- [THE TASK]: Lines of the data that contain the word "const" are the ones to copy.

Collected data
● ● ●
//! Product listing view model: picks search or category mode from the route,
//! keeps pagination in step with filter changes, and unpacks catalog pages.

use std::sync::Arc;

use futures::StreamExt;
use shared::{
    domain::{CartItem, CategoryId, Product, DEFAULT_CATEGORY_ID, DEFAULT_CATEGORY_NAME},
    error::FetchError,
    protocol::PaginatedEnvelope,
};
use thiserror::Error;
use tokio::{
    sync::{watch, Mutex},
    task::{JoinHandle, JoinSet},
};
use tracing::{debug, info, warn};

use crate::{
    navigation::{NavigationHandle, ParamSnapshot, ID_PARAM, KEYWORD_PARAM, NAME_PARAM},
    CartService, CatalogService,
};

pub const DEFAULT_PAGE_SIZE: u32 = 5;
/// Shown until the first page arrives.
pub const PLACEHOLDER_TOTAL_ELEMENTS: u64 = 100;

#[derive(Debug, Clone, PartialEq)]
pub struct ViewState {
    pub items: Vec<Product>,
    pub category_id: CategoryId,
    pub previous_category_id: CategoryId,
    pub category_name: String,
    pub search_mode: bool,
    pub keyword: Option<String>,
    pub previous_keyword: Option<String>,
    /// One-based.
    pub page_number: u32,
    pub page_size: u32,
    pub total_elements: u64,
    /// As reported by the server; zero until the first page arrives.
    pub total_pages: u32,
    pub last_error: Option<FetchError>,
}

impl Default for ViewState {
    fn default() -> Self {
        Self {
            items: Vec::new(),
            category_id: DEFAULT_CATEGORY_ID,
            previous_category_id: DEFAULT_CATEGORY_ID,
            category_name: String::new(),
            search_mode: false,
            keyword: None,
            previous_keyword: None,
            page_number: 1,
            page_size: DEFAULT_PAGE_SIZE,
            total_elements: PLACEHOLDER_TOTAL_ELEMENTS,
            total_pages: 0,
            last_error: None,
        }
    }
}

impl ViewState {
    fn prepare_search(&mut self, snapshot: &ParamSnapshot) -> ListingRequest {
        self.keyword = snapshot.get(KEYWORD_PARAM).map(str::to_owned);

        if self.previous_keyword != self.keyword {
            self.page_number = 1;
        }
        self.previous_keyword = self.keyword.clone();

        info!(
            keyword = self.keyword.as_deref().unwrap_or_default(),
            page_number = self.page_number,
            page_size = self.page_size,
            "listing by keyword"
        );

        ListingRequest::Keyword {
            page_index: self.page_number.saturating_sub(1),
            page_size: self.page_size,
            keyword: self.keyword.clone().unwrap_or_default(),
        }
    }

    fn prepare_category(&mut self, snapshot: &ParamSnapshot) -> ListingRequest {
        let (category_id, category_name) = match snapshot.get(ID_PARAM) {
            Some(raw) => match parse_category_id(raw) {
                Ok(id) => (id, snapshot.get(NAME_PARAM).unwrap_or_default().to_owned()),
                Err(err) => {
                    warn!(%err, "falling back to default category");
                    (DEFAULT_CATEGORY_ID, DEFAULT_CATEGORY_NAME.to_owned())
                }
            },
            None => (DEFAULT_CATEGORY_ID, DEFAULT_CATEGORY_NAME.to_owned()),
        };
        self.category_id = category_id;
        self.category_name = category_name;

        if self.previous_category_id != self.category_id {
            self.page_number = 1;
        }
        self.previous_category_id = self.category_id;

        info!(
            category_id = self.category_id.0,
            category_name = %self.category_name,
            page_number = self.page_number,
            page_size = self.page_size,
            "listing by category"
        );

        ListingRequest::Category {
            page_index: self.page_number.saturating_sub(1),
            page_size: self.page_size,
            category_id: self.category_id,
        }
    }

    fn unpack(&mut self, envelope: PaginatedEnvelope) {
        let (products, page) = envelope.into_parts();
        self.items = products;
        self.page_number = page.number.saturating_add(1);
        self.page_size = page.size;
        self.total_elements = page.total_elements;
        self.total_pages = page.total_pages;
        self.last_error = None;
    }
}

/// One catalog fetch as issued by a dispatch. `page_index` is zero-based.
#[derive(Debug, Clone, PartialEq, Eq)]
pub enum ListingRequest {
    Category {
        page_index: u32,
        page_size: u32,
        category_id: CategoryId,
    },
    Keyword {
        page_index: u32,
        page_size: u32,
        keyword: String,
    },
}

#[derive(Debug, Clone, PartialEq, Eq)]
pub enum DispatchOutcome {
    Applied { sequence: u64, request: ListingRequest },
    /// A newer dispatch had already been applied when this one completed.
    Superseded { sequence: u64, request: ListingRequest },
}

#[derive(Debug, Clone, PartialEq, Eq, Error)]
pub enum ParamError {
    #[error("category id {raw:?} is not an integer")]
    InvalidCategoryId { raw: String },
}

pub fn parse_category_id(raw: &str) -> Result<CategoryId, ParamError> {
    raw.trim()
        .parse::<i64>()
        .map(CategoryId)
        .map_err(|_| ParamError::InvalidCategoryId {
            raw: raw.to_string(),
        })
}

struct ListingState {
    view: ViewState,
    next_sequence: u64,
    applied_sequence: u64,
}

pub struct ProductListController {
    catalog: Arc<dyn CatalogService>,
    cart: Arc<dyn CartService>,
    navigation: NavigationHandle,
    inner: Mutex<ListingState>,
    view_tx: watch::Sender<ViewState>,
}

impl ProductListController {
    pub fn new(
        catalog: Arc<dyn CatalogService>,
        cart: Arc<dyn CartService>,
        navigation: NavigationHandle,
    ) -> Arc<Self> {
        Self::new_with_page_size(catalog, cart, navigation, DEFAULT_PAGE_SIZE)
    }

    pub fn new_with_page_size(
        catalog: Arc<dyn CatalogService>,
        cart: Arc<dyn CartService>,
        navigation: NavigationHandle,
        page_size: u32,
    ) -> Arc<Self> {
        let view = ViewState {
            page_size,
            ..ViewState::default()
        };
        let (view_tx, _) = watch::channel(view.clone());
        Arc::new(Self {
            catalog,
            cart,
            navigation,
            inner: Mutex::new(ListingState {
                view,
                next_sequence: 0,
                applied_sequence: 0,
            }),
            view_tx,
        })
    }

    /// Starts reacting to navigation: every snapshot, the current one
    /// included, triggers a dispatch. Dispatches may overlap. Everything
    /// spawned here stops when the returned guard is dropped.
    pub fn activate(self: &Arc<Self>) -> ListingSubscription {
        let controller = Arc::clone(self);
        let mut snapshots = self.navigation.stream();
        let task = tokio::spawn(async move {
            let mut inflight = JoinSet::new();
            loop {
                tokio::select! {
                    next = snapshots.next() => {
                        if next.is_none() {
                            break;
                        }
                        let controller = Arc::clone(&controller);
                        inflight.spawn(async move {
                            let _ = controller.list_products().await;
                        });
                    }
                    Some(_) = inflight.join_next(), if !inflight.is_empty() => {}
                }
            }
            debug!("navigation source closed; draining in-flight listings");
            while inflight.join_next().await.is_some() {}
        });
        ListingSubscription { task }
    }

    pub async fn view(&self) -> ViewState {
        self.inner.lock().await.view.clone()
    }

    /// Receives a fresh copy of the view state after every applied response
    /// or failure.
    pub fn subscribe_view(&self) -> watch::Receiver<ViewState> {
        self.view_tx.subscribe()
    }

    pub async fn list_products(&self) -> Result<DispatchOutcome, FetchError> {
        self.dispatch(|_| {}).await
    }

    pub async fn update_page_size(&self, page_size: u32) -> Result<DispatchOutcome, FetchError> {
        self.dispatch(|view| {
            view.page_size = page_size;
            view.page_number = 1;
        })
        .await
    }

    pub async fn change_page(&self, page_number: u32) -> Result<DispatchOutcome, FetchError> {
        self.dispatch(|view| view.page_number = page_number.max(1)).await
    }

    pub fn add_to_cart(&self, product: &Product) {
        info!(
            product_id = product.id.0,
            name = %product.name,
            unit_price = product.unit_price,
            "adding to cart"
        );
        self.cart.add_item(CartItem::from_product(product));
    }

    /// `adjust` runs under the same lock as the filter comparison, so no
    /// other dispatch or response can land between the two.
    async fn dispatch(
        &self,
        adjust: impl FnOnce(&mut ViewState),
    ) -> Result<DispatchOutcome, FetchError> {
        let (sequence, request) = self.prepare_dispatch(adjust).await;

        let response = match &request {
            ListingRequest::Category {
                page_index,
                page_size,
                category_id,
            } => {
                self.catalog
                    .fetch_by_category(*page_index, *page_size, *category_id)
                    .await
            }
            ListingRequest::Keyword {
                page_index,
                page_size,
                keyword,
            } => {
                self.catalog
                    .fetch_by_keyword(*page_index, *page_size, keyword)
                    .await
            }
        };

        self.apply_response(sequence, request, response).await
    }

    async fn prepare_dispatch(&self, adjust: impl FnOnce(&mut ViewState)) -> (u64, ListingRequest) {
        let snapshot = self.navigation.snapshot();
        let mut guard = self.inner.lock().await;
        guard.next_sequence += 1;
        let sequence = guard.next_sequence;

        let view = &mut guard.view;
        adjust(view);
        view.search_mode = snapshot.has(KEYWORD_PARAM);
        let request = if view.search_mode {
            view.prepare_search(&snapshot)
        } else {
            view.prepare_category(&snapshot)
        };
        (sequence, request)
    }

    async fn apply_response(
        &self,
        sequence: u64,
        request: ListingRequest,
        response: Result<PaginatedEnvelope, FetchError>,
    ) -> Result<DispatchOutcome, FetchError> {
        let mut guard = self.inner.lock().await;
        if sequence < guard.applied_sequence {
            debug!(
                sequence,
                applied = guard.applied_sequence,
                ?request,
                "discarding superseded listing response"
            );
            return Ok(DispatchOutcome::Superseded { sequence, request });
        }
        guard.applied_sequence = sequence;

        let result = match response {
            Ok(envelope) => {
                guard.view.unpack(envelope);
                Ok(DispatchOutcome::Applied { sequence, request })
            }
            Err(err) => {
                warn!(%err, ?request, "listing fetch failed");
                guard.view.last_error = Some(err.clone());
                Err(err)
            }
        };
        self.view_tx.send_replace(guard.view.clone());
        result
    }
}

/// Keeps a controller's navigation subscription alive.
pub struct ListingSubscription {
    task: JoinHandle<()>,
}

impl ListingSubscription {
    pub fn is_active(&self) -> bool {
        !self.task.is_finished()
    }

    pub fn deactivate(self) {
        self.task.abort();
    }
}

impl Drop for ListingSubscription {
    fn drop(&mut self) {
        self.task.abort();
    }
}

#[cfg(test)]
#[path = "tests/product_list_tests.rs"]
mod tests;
● ● ●
- [RESPONSE]:
pub const DEFAULT_PAGE_SIZE: u32 = 5;
pub const PLACEHOLDER_TOTAL_ELEMENTS: u64 = 100;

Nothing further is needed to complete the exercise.